Stored data entries
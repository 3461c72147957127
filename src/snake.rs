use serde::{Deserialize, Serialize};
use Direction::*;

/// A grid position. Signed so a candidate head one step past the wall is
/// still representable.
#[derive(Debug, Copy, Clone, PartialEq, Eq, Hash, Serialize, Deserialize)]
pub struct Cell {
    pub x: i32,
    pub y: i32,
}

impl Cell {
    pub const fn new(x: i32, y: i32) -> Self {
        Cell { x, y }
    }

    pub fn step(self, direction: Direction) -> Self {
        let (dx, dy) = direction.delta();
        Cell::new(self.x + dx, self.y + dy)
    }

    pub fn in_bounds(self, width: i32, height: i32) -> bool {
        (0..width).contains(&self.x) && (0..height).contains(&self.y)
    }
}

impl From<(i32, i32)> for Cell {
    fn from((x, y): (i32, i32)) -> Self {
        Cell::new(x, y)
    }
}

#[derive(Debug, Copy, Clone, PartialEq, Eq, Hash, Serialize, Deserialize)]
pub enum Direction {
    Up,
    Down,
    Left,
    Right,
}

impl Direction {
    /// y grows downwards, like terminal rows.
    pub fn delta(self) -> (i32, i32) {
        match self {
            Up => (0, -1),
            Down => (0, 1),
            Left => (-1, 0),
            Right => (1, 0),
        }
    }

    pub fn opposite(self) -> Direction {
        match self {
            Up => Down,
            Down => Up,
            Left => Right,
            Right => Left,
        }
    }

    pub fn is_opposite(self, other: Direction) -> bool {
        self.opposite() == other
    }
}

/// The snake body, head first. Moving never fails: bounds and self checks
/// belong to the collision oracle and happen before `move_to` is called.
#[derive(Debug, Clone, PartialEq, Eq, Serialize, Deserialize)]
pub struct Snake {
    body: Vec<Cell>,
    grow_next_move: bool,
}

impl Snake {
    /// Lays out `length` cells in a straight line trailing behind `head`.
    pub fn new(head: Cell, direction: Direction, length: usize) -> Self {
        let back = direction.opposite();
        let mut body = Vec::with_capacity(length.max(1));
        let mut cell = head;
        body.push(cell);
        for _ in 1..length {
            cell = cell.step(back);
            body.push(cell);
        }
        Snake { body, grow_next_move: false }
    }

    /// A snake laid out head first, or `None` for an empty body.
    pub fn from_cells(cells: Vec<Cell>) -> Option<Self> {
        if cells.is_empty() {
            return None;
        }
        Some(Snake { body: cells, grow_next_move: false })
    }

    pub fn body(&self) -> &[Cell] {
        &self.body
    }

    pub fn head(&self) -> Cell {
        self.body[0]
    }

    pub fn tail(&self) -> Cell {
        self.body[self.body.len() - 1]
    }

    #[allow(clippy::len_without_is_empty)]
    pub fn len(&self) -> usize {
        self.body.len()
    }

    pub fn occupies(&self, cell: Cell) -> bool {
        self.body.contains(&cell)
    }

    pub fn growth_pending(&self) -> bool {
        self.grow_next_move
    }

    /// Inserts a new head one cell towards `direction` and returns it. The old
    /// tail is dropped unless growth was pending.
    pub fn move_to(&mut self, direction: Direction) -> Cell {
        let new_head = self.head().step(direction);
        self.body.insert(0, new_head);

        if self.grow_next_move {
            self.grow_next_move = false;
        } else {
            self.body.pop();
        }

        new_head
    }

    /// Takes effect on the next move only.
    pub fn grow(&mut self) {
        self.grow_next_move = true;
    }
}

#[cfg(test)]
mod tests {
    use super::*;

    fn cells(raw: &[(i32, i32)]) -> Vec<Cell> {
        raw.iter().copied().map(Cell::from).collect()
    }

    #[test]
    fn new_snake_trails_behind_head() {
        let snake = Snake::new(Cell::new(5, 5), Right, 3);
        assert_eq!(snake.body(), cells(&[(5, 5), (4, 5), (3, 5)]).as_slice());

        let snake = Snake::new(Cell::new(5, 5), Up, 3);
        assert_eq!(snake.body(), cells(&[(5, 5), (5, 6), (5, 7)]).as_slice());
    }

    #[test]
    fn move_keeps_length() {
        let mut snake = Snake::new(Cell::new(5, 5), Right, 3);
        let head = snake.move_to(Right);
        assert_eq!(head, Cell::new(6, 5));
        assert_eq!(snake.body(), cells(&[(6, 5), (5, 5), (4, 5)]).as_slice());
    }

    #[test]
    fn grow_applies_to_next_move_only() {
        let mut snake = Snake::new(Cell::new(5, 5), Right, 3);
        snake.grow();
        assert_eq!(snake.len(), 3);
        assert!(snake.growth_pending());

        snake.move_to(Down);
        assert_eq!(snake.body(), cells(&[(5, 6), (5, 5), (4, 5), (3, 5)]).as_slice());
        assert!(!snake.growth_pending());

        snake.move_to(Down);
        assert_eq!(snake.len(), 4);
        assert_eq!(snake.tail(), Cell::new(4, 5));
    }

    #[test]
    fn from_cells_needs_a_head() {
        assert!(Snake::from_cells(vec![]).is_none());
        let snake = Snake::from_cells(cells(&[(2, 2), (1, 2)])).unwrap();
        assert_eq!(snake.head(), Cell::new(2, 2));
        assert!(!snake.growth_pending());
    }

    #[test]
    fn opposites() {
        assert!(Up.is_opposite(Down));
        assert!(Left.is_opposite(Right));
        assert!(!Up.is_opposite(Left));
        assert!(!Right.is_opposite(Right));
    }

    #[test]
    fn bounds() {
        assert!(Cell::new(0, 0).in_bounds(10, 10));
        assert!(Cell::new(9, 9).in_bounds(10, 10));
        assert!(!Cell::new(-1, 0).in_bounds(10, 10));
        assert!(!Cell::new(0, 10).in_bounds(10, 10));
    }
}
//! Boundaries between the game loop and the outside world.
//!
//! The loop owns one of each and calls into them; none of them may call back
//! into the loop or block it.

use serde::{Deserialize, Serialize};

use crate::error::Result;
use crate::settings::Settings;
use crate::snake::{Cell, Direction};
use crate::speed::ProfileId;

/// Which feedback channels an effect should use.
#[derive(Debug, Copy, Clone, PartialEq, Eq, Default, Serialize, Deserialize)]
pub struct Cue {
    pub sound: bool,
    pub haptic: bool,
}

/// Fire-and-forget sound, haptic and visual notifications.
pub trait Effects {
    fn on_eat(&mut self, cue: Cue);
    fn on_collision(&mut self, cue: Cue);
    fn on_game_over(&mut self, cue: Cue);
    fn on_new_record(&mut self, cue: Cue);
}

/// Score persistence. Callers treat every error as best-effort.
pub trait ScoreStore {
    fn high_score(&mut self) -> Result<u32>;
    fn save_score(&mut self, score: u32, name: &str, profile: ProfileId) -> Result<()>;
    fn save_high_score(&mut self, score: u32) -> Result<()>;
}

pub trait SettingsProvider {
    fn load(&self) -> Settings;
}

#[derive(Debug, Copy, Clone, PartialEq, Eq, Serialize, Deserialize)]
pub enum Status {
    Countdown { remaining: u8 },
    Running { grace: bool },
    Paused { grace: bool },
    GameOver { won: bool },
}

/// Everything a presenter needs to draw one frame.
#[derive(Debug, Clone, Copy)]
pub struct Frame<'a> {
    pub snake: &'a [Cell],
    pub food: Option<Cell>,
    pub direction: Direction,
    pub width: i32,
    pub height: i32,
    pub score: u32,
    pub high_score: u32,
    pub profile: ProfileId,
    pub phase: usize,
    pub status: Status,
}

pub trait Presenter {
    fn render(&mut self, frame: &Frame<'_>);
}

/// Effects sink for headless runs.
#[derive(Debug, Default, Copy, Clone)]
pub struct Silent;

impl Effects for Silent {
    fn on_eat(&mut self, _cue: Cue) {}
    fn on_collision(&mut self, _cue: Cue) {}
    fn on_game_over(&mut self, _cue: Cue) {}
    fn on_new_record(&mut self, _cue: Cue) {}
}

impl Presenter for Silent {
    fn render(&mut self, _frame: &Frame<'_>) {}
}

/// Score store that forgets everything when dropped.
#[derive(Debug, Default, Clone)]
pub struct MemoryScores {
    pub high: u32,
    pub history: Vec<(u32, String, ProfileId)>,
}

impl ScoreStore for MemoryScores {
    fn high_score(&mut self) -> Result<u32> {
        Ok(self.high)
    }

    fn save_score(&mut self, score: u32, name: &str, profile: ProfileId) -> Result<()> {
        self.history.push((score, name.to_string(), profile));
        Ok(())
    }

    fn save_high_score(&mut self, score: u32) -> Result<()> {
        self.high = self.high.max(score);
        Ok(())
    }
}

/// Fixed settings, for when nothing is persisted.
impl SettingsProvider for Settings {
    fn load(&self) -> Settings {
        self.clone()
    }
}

→ What is expected
Note every line of the records that holds the word "render", and copy it.

→ Exercise answer
    fn render(&mut self, frame: &Frame<'_>);
    fn render(&mut self, _frame: &Frame<'_>) {}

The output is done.